── DATA TO PROCESS
use super::slots::Slot;
use anyhow::{bail, Result};
use serde_json::Value;
use tracing::{debug, info};

/// Schema version written by this build
pub const CURRENT_VERSION: u32 = 1;

/// Strip the version envelope from a stored slot and bring the state up to
/// [`CURRENT_VERSION`].
///
/// An object carrying both `version` and `state` is an envelope. Anything
/// else is a legacy bare payload and counts as version 0. Version 0 state has
/// the same shape as version 1, so upgrading only rewraps it on next save.
/// Versions newer than this build are refused rather than misread.
pub fn unwrap_envelope(slot: Slot, value: Value) -> Result<Value> {
    let (version, state) = split_envelope(value);

    if version > CURRENT_VERSION as u64 {
        bail!(
            "Slot {} was written with schema version {}, newer than supported version {}",
            slot.key(),
            version,
            CURRENT_VERSION
        );
    }

    if version < CURRENT_VERSION as u64 {
        info!(slot = slot.key(), from = version, to = CURRENT_VERSION, "upgrading stored slot");
    } else {
        debug!(slot = slot.key(), version, "slot is current");
    }

    Ok(state)
}

fn split_envelope(value: Value) -> (u64, Value) {
    match value {
        Value::Object(mut map) if map.contains_key("state") && map.get("version").is_some_and(Value::is_u64) => {
            let version = map.get("version").and_then(Value::as_u64).unwrap_or(0);
            let state = map.remove("state").unwrap_or(Value::Null);
            (version, state)
        }
        bare => (0, bare),
    }
}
────
» YOUR GOAL: Every record must be transcribed exactly as written.

» EXERCISE SOLUTION:
use super::slots::Slot;
use anyhow::{bail, Result};
use serde_json::Value;
use tracing::{debug, info};

/// Schema version written by this build
pub const CURRENT_VERSION: u32 = 1;

/// Strip the version envelope from a stored slot and bring the state up to
/// [`CURRENT_VERSION`].
///
/// An object carrying both `version` and `state` is an envelope. Anything
/// else is a legacy bare payload and counts as version 0. Version 0 state has
/// the same shape as version 1, so upgrading only rewraps it on next save.
/// Versions newer than this build are refused rather than misread.
pub fn unwrap_envelope(slot: Slot, value: Value) -> Result<Value> {
    let (version, state) = split_envelope(value);

    if version > CURRENT_VERSION as u64 {
        bail!(
            "Slot {} was written with schema version {}, newer than supported version {}",
            slot.key(),
            version,
            CURRENT_VERSION
        );
    }

    if version < CURRENT_VERSION as u64 {
        info!(slot = slot.key(), from = version, to = CURRENT_VERSION, "upgrading stored slot");
    } else {
        debug!(slot = slot.key(), version, "slot is current");
    }

    Ok(state)
}

fn split_envelope(value: Value) -> (u64, Value) {
    match value {
        Value::Object(mut map) if map.contains_key("state") && map.get("version").is_some_and(Value::is_u64) => {
            let version = map.get("version").and_then(Value::as_u64).unwrap_or(0);
            let state = map.remove("state").unwrap_or(Value::Null);
            (version, state)
        }
        bare => (0, bare),
    }
}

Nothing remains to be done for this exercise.